What you have to do —
Gather all lines in the entries that include the word "ncols".

Information shown —
-------
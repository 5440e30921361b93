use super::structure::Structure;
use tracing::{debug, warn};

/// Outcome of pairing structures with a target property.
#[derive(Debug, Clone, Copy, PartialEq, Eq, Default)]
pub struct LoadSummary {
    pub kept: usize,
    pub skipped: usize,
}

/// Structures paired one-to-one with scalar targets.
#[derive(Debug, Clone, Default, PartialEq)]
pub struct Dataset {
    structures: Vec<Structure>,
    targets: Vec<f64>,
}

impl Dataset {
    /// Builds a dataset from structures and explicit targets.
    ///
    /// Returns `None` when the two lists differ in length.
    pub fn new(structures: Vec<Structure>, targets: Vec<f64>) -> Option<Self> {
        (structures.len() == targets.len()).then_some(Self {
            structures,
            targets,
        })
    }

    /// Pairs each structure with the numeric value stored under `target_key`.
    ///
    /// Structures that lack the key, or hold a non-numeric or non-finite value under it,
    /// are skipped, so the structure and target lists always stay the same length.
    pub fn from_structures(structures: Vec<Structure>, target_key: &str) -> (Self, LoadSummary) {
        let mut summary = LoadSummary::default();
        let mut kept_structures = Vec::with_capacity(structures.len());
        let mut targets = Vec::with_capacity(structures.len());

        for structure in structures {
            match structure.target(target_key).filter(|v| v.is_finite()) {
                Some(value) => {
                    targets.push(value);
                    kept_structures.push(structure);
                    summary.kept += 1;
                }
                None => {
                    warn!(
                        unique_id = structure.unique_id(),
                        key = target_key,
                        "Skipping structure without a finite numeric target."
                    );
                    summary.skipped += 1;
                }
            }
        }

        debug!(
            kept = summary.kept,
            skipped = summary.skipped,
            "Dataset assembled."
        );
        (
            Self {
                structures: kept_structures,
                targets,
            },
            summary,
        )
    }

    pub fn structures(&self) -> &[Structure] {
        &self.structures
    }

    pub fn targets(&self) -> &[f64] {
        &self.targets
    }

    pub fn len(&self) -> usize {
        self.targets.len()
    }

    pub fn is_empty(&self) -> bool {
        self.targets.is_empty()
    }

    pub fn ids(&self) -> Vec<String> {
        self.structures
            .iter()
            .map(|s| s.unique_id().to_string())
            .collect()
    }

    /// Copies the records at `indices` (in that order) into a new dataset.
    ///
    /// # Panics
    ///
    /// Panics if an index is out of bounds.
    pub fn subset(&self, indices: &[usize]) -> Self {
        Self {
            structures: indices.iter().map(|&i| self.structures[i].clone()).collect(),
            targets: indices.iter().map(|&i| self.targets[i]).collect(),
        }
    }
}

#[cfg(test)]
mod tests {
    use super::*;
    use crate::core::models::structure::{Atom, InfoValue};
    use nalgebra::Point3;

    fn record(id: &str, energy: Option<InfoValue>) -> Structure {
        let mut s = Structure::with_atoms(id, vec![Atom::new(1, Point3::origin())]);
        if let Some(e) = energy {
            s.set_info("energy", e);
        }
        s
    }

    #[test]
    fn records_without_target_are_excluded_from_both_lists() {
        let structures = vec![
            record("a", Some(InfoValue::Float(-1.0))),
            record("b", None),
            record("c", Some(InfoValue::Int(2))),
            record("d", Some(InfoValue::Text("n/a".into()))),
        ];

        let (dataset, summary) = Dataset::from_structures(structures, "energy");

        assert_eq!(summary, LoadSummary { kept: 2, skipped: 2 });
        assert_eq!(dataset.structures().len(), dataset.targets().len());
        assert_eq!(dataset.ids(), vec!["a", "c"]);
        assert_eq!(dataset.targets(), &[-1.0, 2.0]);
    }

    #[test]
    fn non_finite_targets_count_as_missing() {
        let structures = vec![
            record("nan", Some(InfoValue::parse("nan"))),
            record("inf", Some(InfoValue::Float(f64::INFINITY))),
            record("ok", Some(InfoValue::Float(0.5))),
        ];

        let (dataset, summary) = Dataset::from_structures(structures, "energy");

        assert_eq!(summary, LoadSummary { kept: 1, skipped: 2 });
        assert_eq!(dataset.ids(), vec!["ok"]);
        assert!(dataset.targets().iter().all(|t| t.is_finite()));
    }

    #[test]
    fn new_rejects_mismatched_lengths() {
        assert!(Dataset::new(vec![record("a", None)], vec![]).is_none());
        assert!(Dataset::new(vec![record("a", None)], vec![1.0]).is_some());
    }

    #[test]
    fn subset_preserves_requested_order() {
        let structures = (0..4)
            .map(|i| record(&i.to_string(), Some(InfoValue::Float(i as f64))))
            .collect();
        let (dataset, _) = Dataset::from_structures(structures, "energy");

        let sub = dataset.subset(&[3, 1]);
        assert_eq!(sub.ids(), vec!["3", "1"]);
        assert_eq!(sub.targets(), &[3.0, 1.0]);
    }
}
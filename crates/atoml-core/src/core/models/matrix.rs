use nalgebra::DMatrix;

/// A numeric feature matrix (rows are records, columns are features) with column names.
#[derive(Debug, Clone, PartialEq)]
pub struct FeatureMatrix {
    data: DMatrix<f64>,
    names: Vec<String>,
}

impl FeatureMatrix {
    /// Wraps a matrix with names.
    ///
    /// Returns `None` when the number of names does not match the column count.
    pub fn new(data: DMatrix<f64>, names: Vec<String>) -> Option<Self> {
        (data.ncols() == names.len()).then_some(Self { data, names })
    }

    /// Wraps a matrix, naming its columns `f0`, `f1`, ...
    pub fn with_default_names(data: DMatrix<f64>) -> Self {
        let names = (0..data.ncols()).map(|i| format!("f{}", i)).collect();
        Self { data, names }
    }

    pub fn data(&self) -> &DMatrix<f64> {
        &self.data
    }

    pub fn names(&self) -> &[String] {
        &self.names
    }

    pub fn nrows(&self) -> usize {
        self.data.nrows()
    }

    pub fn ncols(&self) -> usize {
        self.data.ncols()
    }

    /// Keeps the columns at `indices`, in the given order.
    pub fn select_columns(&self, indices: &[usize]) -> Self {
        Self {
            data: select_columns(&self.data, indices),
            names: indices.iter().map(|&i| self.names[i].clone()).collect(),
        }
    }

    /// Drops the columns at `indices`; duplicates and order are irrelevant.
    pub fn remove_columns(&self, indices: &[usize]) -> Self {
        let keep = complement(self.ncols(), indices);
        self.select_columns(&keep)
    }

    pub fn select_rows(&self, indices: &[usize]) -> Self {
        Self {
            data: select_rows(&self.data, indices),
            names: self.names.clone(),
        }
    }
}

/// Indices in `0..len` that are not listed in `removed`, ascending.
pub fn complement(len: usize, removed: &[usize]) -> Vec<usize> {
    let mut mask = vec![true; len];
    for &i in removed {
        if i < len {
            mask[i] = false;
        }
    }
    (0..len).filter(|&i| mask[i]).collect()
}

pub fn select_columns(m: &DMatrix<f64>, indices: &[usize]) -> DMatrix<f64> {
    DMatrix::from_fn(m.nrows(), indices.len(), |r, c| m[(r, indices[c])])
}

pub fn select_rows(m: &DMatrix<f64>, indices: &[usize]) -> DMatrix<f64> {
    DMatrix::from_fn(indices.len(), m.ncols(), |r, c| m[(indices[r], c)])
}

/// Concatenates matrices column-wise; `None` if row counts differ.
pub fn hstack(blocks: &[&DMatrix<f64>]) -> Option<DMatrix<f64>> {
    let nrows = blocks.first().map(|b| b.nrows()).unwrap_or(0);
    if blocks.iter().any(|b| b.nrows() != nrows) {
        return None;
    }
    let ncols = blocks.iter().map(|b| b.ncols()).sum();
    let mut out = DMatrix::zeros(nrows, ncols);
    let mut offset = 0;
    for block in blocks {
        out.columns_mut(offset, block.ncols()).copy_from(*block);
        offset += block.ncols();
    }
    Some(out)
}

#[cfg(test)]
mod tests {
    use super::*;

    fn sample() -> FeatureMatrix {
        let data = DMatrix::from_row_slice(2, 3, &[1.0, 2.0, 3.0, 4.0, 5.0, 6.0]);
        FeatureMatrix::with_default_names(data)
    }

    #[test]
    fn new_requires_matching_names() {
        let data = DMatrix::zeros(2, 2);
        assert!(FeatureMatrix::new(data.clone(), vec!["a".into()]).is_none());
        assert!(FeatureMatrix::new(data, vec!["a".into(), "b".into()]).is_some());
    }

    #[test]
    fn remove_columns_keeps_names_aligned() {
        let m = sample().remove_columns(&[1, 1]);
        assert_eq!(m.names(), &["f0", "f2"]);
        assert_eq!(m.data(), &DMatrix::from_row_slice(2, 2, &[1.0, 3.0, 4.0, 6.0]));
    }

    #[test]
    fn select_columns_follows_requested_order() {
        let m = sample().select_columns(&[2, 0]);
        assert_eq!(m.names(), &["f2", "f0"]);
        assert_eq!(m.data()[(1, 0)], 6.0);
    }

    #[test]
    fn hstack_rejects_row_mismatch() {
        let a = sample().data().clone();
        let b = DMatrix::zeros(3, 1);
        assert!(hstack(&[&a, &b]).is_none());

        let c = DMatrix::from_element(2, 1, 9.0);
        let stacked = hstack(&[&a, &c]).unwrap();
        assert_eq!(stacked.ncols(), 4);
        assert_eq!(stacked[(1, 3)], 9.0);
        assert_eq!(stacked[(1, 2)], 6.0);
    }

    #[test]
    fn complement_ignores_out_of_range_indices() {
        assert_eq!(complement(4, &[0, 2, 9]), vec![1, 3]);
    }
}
-------
Exercise output —
        (data.ncols() == names.len()).then_some(Self { data, names })
        let names = (0..data.ncols()).map(|i| format!("f{}", i)).collect();
    pub fn ncols(&self) -> usize {
        self.data.ncols()
        let keep = complement(self.ncols(), indices);
    DMatrix::from_fn(indices.len(), m.ncols(), |r, c| m[(indices[r], c)])
    let ncols = blocks.iter().map(|b| b.ncols()).sum();
    let mut out = DMatrix::zeros(nrows, ncols);
        out.columns_mut(offset, block.ncols()).copy_from(*block);
        offset += block.ncols();
        assert_eq!(stacked.ncols(), 4);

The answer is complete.